Assignment
State how many lines in these records contain the word "SiPush", and nothing else.

————

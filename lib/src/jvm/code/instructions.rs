use crate::jvm::class_file::{
    ClassConstantIndex, ConstantIndex, FieldRefConstantIndex, InvokeDynamicConstantIndex,
    MethodRefConstantIndex, Serialize,
};
use crate::jvm::BaseType;
use crate::util::Width;
use byteorder::WriteBytesExt;
use std::convert::TryFrom;
use std::io::Result;
use std::ops::Not;

/// Non-branching JVM bytecode instruction
///
/// The representation is slightly different from the usual presentation to make it more
/// convenient to pattern match on:
///
///   - The "wide" instruction doesn't show up at all, but instead gets merged into the
///     instructions it is allowed to modify
///
///   - Some instructions get abstracted into one instruction with a field (eg. `ishl`, `ishr`, and
///     `iushr` all become `ISh`)
///
/// The type parameters are for the operands which refer to the constant pool. Decoded and
/// serialized instructions use constant pool indices, while the class model uses symbolic
/// references (which can be freely renamed).
#[derive(Clone, Debug, PartialEq)]
pub enum Instruction<Class, Constant, Field, Method, IndyMethod> {
    Nop,
    AConstNull,
    IConstM1,
    IConst0,
    IConst1,
    IConst2,
    IConst3,
    IConst4,
    IConst5,
    LConst0,
    LConst1,
    FConst0,
    FConst1,
    FConst2,
    DConst0,
    DConst1,
    BiPush(i8),
    SiPush(i16),
    Ldc(Constant), // covers both `ldc` and `ldc_w`
    Ldc2(Constant),
    ILoad(u16), // covers `iload`, `iload{0,3}`, and `wide iload`
    LLoad(u16),
    FLoad(u16),
    DLoad(u16),
    ALoad(u16),
    IALoad,
    LALoad,
    FALoad,
    DALoad,
    AALoad,
    BALoad,
    CALoad,
    SALoad,
    IStore(u16), // covers `istore`, `istore{0,3}`, and `wide istore`
    LStore(u16),
    FStore(u16),
    DStore(u16),
    AStore(u16),
    IAStore,
    LAStore,
    FAStore,
    DAStore,
    AAStore,
    BAStore,
    CAStore,
    SAStore,
    Pop,
    Pop2,
    Dup,
    DupX1,
    DupX2,
    Dup2,
    Dup2X1,
    Dup2X2,
    Swap,
    IAdd,
    LAdd,
    FAdd,
    DAdd,
    ISub,
    LSub,
    FSub,
    DSub,
    IMul,
    LMul,
    FMul,
    DMul,
    IDiv,
    LDiv,
    FDiv,
    DDiv,
    IRem,
    LRem,
    FRem,
    DRem,
    INeg,
    LNeg,
    FNeg,
    DNeg,
    ISh(ShiftType), // covers `ishr`, `ishl`, and `iushr`
    LSh(ShiftType), // covers `lshr`, `lshl`, and `lushr`
    IAnd,
    LAnd,
    IOr,
    LOr,
    IXor,
    LXor,
    IInc(u16, i16), // covers `iinc` and `wide iinc`
    I2L,
    I2F,
    I2D,
    L2I,
    L2F,
    L2D,
    F2I,
    F2L,
    F2D,
    D2I,
    D2L,
    D2F,
    I2B,
    I2C,
    I2S,
    LCmp,
    FCmp(CompareMode), // covers `fcmpl` and `fcmpg`
    DCmp(CompareMode), // covers `dcmpl` and `dcmpg`
    GetStatic(Field),
    PutStatic(Field),
    GetField(Field),
    PutField(Field),
    Invoke(InvokeType, Method),
    InvokeDynamic(IndyMethod),
    New(Class),
    NewArray(BaseType),
    ANewArray(Class),
    ArrayLength,
    CheckCast(Class),
    InstanceOf(Class),
    MonitorEnter,
    MonitorExit,
    MultiANewArray(Class, u8),
}

pub type SerializableInstruction = Instruction<
    ClassConstantIndex,
    ConstantIndex,
    FieldRefConstantIndex,
    MethodRefConstantIndex,
    InvokeDynamicConstantIndex,
>;

impl<Class, Constant, Field, Method, IndyMethod> Instruction<Class, Constant, Field, Method, IndyMethod> {
    /// Convert the constant operands of the instruction
    ///
    /// All of the conversion functions share a mutable context (eg. a constant pool into which
    /// new constants get added).
    #[allow(clippy::too_many_arguments)]
    pub fn map<Ctx, Class2, Constant2, Field2, Method2, IndyMethod2, E>(
        &self,
        ctx: &mut Ctx,
        map_class: impl Fn(&mut Ctx, &Class) -> std::result::Result<Class2, E>,
        map_constant: impl Fn(&mut Ctx, &Constant) -> std::result::Result<Constant2, E>,
        map_field: impl Fn(&mut Ctx, &Field) -> std::result::Result<Field2, E>,
        map_method: impl Fn(&mut Ctx, &Method) -> std::result::Result<Method2, E>,
        map_indy_method: impl Fn(&mut Ctx, &IndyMethod) -> std::result::Result<IndyMethod2, E>,
    ) -> std::result::Result<Instruction<Class2, Constant2, Field2, Method2, IndyMethod2>, E> {
        use Instruction::*;
        Ok(match self {
            Nop => Nop,
            AConstNull => AConstNull,
            IConstM1 => IConstM1,
            IConst0 => IConst0,
            IConst1 => IConst1,
            IConst2 => IConst2,
            IConst3 => IConst3,
            IConst4 => IConst4,
            IConst5 => IConst5,
            LConst0 => LConst0,
            LConst1 => LConst1,
            FConst0 => FConst0,
            FConst1 => FConst1,
            FConst2 => FConst2,
            DConst0 => DConst0,
            DConst1 => DConst1,
            BiPush(b) => BiPush(*b),
            SiPush(s) => SiPush(*s),
            Ldc(constant) => Ldc(map_constant(ctx, constant)?),
            Ldc2(constant) => Ldc2(map_constant(ctx, constant)?),
            ILoad(idx) => ILoad(*idx),
            LLoad(idx) => LLoad(*idx),
            FLoad(idx) => FLoad(*idx),
            DLoad(idx) => DLoad(*idx),
            ALoad(idx) => ALoad(*idx),
            IALoad => IALoad,
            LALoad => LALoad,
            FALoad => FALoad,
            DALoad => DALoad,
            AALoad => AALoad,
            BALoad => BALoad,
            CALoad => CALoad,
            SALoad => SALoad,
            IStore(idx) => IStore(*idx),
            LStore(idx) => LStore(*idx),
            FStore(idx) => FStore(*idx),
            DStore(idx) => DStore(*idx),
            AStore(idx) => AStore(*idx),
            IAStore => IAStore,
            LAStore => LAStore,
            FAStore => FAStore,
            DAStore => DAStore,
            AAStore => AAStore,
            BAStore => BAStore,
            CAStore => CAStore,
            SAStore => SAStore,
            Pop => Pop,
            Pop2 => Pop2,
            Dup => Dup,
            DupX1 => DupX1,
            DupX2 => DupX2,
            Dup2 => Dup2,
            Dup2X1 => Dup2X1,
            Dup2X2 => Dup2X2,
            Swap => Swap,
            IAdd => IAdd,
            LAdd => LAdd,
            FAdd => FAdd,
            DAdd => DAdd,
            ISub => ISub,
            LSub => LSub,
            FSub => FSub,
            DSub => DSub,
            IMul => IMul,
            LMul => LMul,
            FMul => FMul,
            DMul => DMul,
            IDiv => IDiv,
            LDiv => LDiv,
            FDiv => FDiv,
            DDiv => DDiv,
            IRem => IRem,
            LRem => LRem,
            FRem => FRem,
            DRem => DRem,
            INeg => INeg,
            LNeg => LNeg,
            FNeg => FNeg,
            DNeg => DNeg,
            ISh(s) => ISh(*s),
            LSh(s) => LSh(*s),
            IAnd => IAnd,
            LAnd => LAnd,
            IOr => IOr,
            LOr => LOr,
            IXor => IXor,
            LXor => LXor,
            IInc(idx, by) => IInc(*idx, *by),
            I2L => I2L,
            I2F => I2F,
            I2D => I2D,
            L2I => L2I,
            L2F => L2F,
            L2D => L2D,
            F2I => F2I,
            F2L => F2L,
            F2D => F2D,
            D2I => D2I,
            D2L => D2L,
            D2F => D2F,
            I2B => I2B,
            I2C => I2C,
            I2S => I2S,
            LCmp => LCmp,
            FCmp(m) => FCmp(*m),
            DCmp(m) => DCmp(*m),
            GetStatic(field) => GetStatic(map_field(ctx, field)?),
            PutStatic(field) => PutStatic(map_field(ctx, field)?),
            GetField(field) => GetField(map_field(ctx, field)?),
            PutField(field) => PutField(map_field(ctx, field)?),
            Invoke(typ, method) => Invoke(*typ, map_method(ctx, method)?),
            InvokeDynamic(indy_method) => InvokeDynamic(map_indy_method(ctx, indy_method)?),
            New(class) => New(map_class(ctx, class)?),
            NewArray(bt) => NewArray(*bt),
            ANewArray(class) => ANewArray(map_class(ctx, class)?),
            ArrayLength => ArrayLength,
            CheckCast(class) => CheckCast(map_class(ctx, class)?),
            InstanceOf(class) => InstanceOf(map_class(ctx, class)?),
            MonitorEnter => MonitorEnter,
            MonitorExit => MonitorExit,
            MultiANewArray(class, dimensions) => {
                MultiANewArray(map_class(ctx, class)?, *dimensions)
            }
        })
    }
}

/// Width of a local variable access: `xload_<n>`, `xload n`, or `wide xload n`
fn load_or_store_width(idx: u16) -> usize {
    match idx {
        0..=3 => 1,
        4..=255 => 2,
        _ => 4,
    }
}

impl Width for SerializableInstruction {
    fn width(&self) -> usize {
        match self {
            Instruction::ILoad(idx)
            | Instruction::LLoad(idx)
            | Instruction::FLoad(idx)
            | Instruction::DLoad(idx)
            | Instruction::ALoad(idx)
            | Instruction::IStore(idx)
            | Instruction::LStore(idx)
            | Instruction::FStore(idx)
            | Instruction::DStore(idx)
            | Instruction::AStore(idx) => load_or_store_width(*idx),

            Instruction::BiPush(_)
            | Instruction::Ldc(ConstantIndex(0..=255))
            | Instruction::NewArray(_) => 2,

            Instruction::SiPush(_)
            | Instruction::Ldc(_)
            | Instruction::Ldc2(_)
            | Instruction::GetStatic(_)
            | Instruction::PutStatic(_)
            | Instruction::GetField(_)
            | Instruction::PutField(_)
            | Instruction::Invoke(InvokeType::Virtual, _)
            | Instruction::Invoke(InvokeType::Special, _)
            | Instruction::Invoke(InvokeType::Static, _)
            | Instruction::New(_)
            | Instruction::ANewArray(_)
            | Instruction::CheckCast(_)
            | Instruction::InstanceOf(_) => 3,

            Instruction::IInc(idx, diff) => {
                if *idx <= u8::MAX as u16 && i8::try_from(*diff).is_ok() {
                    3
                } else {
                    6
                }
            }

            Instruction::MultiANewArray(_, _) => 4,

            Instruction::Invoke(InvokeType::Interface(_), _) | Instruction::InvokeDynamic(_) => 5,

            _ => 1,
        }
    }
}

————

Result for this task
3